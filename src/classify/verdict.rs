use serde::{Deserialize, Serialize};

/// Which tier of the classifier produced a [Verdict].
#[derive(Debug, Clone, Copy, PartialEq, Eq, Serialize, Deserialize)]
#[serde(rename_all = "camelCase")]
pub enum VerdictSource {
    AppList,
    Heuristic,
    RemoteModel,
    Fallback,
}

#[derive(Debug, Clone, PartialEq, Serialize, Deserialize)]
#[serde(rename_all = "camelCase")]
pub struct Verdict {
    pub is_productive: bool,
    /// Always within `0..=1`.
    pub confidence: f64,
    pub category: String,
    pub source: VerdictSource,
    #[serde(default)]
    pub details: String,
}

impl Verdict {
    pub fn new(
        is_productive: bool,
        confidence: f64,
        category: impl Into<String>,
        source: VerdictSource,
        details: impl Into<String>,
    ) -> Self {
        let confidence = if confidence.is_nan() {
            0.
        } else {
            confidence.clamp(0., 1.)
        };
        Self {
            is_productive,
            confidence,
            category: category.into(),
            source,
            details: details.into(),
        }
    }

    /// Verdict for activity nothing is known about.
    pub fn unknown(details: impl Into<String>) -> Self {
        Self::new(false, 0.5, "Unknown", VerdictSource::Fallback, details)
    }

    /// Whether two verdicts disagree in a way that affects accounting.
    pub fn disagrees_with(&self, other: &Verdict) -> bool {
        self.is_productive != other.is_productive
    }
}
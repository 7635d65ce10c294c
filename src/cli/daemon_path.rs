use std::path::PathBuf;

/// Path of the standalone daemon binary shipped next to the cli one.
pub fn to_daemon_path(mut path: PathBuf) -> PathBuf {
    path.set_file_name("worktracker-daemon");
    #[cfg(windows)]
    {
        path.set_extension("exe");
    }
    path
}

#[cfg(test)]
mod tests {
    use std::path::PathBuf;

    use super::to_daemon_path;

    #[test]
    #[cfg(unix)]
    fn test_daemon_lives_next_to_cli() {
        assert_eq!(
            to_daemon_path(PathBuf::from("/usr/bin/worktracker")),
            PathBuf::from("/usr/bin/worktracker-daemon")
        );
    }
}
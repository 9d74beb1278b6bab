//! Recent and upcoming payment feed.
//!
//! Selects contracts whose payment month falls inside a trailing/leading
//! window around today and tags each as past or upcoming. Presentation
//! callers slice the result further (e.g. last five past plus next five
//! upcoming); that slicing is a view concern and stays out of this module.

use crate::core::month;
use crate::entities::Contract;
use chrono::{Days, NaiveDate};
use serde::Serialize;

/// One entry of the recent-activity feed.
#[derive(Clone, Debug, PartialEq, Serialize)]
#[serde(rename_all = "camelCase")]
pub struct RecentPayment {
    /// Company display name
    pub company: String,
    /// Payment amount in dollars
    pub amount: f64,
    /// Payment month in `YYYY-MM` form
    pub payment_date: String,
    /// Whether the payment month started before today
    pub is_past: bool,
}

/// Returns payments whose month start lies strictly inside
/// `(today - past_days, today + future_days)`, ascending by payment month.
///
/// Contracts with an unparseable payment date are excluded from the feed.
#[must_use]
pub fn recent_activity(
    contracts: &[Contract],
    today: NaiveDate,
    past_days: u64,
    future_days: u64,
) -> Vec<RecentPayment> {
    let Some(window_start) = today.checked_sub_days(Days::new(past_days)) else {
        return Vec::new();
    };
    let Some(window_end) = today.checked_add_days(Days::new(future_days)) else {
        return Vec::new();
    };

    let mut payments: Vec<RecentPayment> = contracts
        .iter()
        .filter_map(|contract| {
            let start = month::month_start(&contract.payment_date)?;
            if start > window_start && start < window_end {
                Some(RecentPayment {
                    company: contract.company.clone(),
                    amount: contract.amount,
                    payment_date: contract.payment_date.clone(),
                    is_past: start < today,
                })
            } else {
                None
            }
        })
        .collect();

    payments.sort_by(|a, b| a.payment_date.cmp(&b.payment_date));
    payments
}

--

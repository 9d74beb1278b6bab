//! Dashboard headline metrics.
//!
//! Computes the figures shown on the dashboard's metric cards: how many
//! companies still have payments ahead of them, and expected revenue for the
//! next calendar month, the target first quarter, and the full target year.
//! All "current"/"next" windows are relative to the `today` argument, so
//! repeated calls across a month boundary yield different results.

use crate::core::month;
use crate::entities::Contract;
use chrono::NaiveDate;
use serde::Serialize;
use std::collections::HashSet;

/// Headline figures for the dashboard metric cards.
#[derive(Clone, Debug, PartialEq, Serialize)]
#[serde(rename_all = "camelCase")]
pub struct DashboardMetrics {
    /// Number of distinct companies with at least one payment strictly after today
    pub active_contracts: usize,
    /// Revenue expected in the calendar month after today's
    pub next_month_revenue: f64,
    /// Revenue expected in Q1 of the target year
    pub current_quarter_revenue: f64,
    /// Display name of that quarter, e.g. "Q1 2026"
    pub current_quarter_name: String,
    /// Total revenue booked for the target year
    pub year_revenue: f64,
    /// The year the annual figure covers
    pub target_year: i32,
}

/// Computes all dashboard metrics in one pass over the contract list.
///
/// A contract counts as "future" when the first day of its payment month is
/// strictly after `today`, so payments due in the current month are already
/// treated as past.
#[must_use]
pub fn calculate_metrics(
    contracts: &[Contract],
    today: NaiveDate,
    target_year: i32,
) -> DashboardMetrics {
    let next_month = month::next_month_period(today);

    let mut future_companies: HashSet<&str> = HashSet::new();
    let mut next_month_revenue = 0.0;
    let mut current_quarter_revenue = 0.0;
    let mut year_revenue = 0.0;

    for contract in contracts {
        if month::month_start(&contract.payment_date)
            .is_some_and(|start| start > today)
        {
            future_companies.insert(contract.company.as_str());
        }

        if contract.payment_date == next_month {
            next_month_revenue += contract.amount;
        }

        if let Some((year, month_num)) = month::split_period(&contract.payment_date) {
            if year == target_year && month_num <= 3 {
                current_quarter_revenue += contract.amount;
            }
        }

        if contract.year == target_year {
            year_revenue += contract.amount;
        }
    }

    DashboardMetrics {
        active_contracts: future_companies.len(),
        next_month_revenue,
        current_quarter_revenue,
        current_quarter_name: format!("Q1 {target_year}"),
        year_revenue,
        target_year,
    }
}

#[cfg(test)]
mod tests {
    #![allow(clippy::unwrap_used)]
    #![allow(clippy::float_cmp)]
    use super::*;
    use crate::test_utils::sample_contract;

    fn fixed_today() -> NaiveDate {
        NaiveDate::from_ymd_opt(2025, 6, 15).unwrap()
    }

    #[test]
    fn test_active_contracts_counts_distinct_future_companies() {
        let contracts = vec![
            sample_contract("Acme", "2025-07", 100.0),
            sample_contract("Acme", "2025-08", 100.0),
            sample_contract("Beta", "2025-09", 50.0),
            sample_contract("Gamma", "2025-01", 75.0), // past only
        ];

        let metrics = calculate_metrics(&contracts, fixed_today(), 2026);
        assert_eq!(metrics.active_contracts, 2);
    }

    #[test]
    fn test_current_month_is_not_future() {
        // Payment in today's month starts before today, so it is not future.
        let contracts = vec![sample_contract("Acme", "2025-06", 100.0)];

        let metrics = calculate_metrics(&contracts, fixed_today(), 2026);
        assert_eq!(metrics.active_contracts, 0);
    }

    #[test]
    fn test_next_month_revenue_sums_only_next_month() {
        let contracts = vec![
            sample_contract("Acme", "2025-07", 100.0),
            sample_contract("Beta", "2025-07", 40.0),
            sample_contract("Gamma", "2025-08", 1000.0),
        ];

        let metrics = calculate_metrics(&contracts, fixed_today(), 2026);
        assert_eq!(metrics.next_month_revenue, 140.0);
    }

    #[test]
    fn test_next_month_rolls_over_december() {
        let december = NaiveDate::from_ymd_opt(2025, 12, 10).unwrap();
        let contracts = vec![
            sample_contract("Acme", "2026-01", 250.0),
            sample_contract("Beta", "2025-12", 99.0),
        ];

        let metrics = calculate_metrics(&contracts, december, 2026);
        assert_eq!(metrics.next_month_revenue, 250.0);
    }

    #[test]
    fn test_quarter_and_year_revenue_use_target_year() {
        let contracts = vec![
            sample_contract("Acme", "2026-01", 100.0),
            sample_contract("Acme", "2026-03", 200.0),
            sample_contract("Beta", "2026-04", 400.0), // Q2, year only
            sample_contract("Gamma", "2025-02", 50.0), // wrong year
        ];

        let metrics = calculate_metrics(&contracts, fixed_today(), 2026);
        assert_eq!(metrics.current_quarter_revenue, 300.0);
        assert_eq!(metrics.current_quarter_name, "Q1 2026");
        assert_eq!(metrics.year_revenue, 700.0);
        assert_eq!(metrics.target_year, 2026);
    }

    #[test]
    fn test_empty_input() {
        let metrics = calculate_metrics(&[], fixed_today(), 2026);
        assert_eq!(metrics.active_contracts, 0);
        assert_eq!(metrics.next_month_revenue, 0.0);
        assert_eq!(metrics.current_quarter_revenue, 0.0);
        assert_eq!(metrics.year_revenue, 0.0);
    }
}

### Your instructions
For the lines above, output exactly those from the line containing "produced a [Verdict]." through the line containing "pub struct Verdict", and skip the others.

### Response box
/// Which tier of the classifier produced a [Verdict].
#[derive(Debug, Clone, Copy, PartialEq, Eq, Serialize, Deserialize)]
#[serde(rename_all = "camelCase")]
pub enum VerdictSource {
    AppList,
    Heuristic,
    RemoteModel,
    Fallback,
}

#[derive(Debug, Clone, PartialEq, Serialize, Deserialize)]
#[serde(rename_all = "camelCase")]
pub struct Verdict {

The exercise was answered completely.